移住系擬兄弟ユニット・しおまちブラザーズの“すぐ会える”関係づくり(2)

ヒト:しおまちブラザーズ
トコ:レモン生産量日本一を誇る広島県尾道市生口島
コト:『移住系擬兄弟ユニット』が瀬戸田の街を活性化

昨年夏、瀬戸内海に浮かぶ生口島で結成された移住系擬兄弟ユニット「しおまちブラザーズ」。前編では彼らの結成経緯についてご紹介しました。

では彼らは移住者でありながら、どのように文字通りの「みんなのアイドル」的なポジションを確立していったのでしょうか。セルフ・プロデュースのコツについて伺いました。

▲左がしおまちブラザーズ兄の鈴木慎一郎さん。右が弟の小林亮大さん。瀬戸田しおまち商店街の新名所として誕生した「幸せの黄色いポスト」の前にて。

“地元の老若男女”との繋がりを目指して

今年オープンしたばかりの複合施設・SOIL SETODAの運営者として、昨年夏に生口島へ移住した二人。彼らはしおまちブラザーズ結成後、地域との関係づくりに専念します。

ターゲットはまさに”地元の老若男女”。小学生からお年寄りまで、あらゆる層との関係づくりをはじめました。

弟・小林さん「地元の小・中学校、高校と全ての学校に行って授業や講演をさせてもらったり、地元のレモン祭りにしおまちブラザーズとして協力させてもらったりもしました。

とにかく仕事をするだけでは出会えないような島民の方々と出会おうと思っていて。兄に関しては、海の家でバイトもしていましたよ」

▲講演会を行うしおまちブラザーズ

弟・小林さん「『島ルンです』は、島で仲良くなった人たちにインスタントカメラを渡して、島の景色を撮ってもらい、その写真をSNSに投稿させてもらいました。島の美しさを知っているのは地元の人と思ったんです。
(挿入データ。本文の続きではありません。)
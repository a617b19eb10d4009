//! Operator configuration read from the environment.

use std::time::Duration;

use tracing::warn;

use crate::controller::error::{Error, Result};

const AUTO_FAILOVER_ENV: &str = "PD_OPERATOR_AUTO_FAILOVER";
const FAILOVER_PERIOD_ENV: &str = "PD_OPERATOR_FAILOVER_PERIOD_SECS";
const WATCH_NAMESPACE_ENV: &str = "PD_OPERATOR_WATCH_NAMESPACE";
const PD_TIMEOUT_ENV: &str = "PD_OPERATOR_PD_TIMEOUT_SECS";
const LEASE_NAME_ENV: &str = "PD_OPERATOR_LEASE_NAME";
const POD_NAME_ENV: &str = "POD_NAME";
const POD_NAMESPACE_ENV: &str = "POD_NAMESPACE";

const DEFAULT_LEASE_NAME: &str = "pd-operator-leader";
const DEFAULT_LEASE_NAMESPACE: &str = "default";

/// Operator-wide settings.
#[derive(Clone, Debug, PartialEq, Eq)]
pub struct OperatorConfig {
    /// Whether failed PD members are replaced automatically.
    pub auto_failover: bool,
    /// How long a member must stay unhealthy before it is failed over.
    pub failover_period: Duration,
    /// Restrict watches to one namespace; `None` watches the whole cluster.
    pub watch_namespace: Option<String>,
    /// Timeout of each PD API request.
    pub pd_timeout: Duration,
}

impl Default for OperatorConfig {
    fn default() -> Self {
        Self {
            auto_failover: true,
            failover_period: Duration::from_secs(300),
            watch_namespace: None,
            pd_timeout: Duration::from_secs(5),
        }
    }
}

impl OperatorConfig {
    /// Read the configuration from the process environment.
    pub fn from_env() -> Result<Self> {
        Self::from_lookup(|key| std::env::var(key).ok())
    }

    /// Read the configuration through `lookup`, falling back to defaults for
    /// unset or empty variables.
    pub fn from_lookup(lookup: impl Fn(&str) -> Option<String>) -> Result<Self> {
        let get = |key: &str| lookup(key).filter(|v| !v.trim().is_empty());
        let defaults = Self::default();

        let auto_failover = match get(AUTO_FAILOVER_ENV) {
            Some(v) => parse_bool(AUTO_FAILOVER_ENV, &v)?,
            None => defaults.auto_failover,
        };
        let failover_period = match get(FAILOVER_PERIOD_ENV) {
            Some(v) => parse_secs(FAILOVER_PERIOD_ENV, &v)?,
            None => defaults.failover_period,
        };
        let pd_timeout = match get(PD_TIMEOUT_ENV) {
            Some(v) => parse_secs(PD_TIMEOUT_ENV, &v)?,
            None => defaults.pd_timeout,
        };

        Ok(Self {
            auto_failover,
            failover_period,
            watch_namespace: get(WATCH_NAMESPACE_ENV),
            pd_timeout,
        })
    }
}

/// Identity this replica uses in leader election.
#[derive(Clone, Debug, PartialEq, Eq)]
pub struct LeaseConfig {
    pub holder_id: String,
    pub namespace: String,
    pub lease_name: String,
    pub ttl: Duration,
    pub renew_interval: Duration,
}

impl LeaseConfig {
    /// Read the lease identity from the process environment, naming the
    /// holder after the host when `POD_NAME` is unset.
    pub fn from_env() -> Self {
        Self::from_lookup(
            |key| std::env::var(key).ok(),
            || {
                hostname::get()
                    .map(|h| h.to_string_lossy().to_string())
                    .unwrap_or_else(|_| "unknown".to_string())
            },
        )
    }

    pub fn from_lookup(
        lookup: impl Fn(&str) -> Option<String>,
        fallback_holder: impl FnOnce() -> String,
    ) -> Self {
        let get = |key: &str| lookup(key).filter(|v| !v.trim().is_empty());

        let holder_id = get(POD_NAME_ENV).unwrap_or_else(|| {
            warn!("{POD_NAME_ENV} not set, using hostname");
            fallback_holder()
        });
        let namespace = get(POD_NAMESPACE_ENV).unwrap_or_else(|| {
            warn!("{POD_NAMESPACE_ENV} not set, using '{DEFAULT_LEASE_NAMESPACE}'");
            DEFAULT_LEASE_NAMESPACE.to_string()
        });
        Self {
            holder_id,
            namespace,
            lease_name: get(LEASE_NAME_ENV).unwrap_or_else(|| DEFAULT_LEASE_NAME.to_string()),
            ttl: Duration::from_secs(15),
            renew_interval: Duration::from_secs(5),
        }
    }
}

fn parse_bool(key: &str, value: &str) -> Result<bool> {
    match value.trim().to_ascii_lowercase().as_str() {
        "1" | "true" | "yes" | "on" => Ok(true),
        "0" | "false" | "no" | "off" => Ok(false),
        other => Err(Error::Validation(format!(
            "{key} must be a boolean, got {other:?}"
        ))),
    }
}

fn parse_secs(key: &str, value: &str) -> Result<Duration> {
    value
        .trim()
        .parse::<u64>()
        .map(Duration::from_secs)
        .map_err(|e| Error::Validation(format!("{key} must be whole seconds: {e}")))
}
海の家のお兄さんや、レモン農家さん、子育て中のパパなど、さまざまな角度から島の美しさを見ることができました。最初のきっかけは、大量にもらったインスタントカメラを何か面白いことに使えないかと考えてはじまった企画でしたが、とても好評でした」

▲「島ルンです」のこちらの投稿はしおブラ史上最高数のいいねを獲得。

兄・鈴木さん「写真はその土地の魅力を伝えていくのにすごく良い媒体だと思いました。これは、島の人が撮った写真が本当に素敵だからいいんですよ。自分が撮った写真が褒められたら嬉しいですよね」

そして、彼らが「すぐ会えるアイドル」であり続けるために行なった工夫、それは「ちょっと笑えるようなことをやる」ということです。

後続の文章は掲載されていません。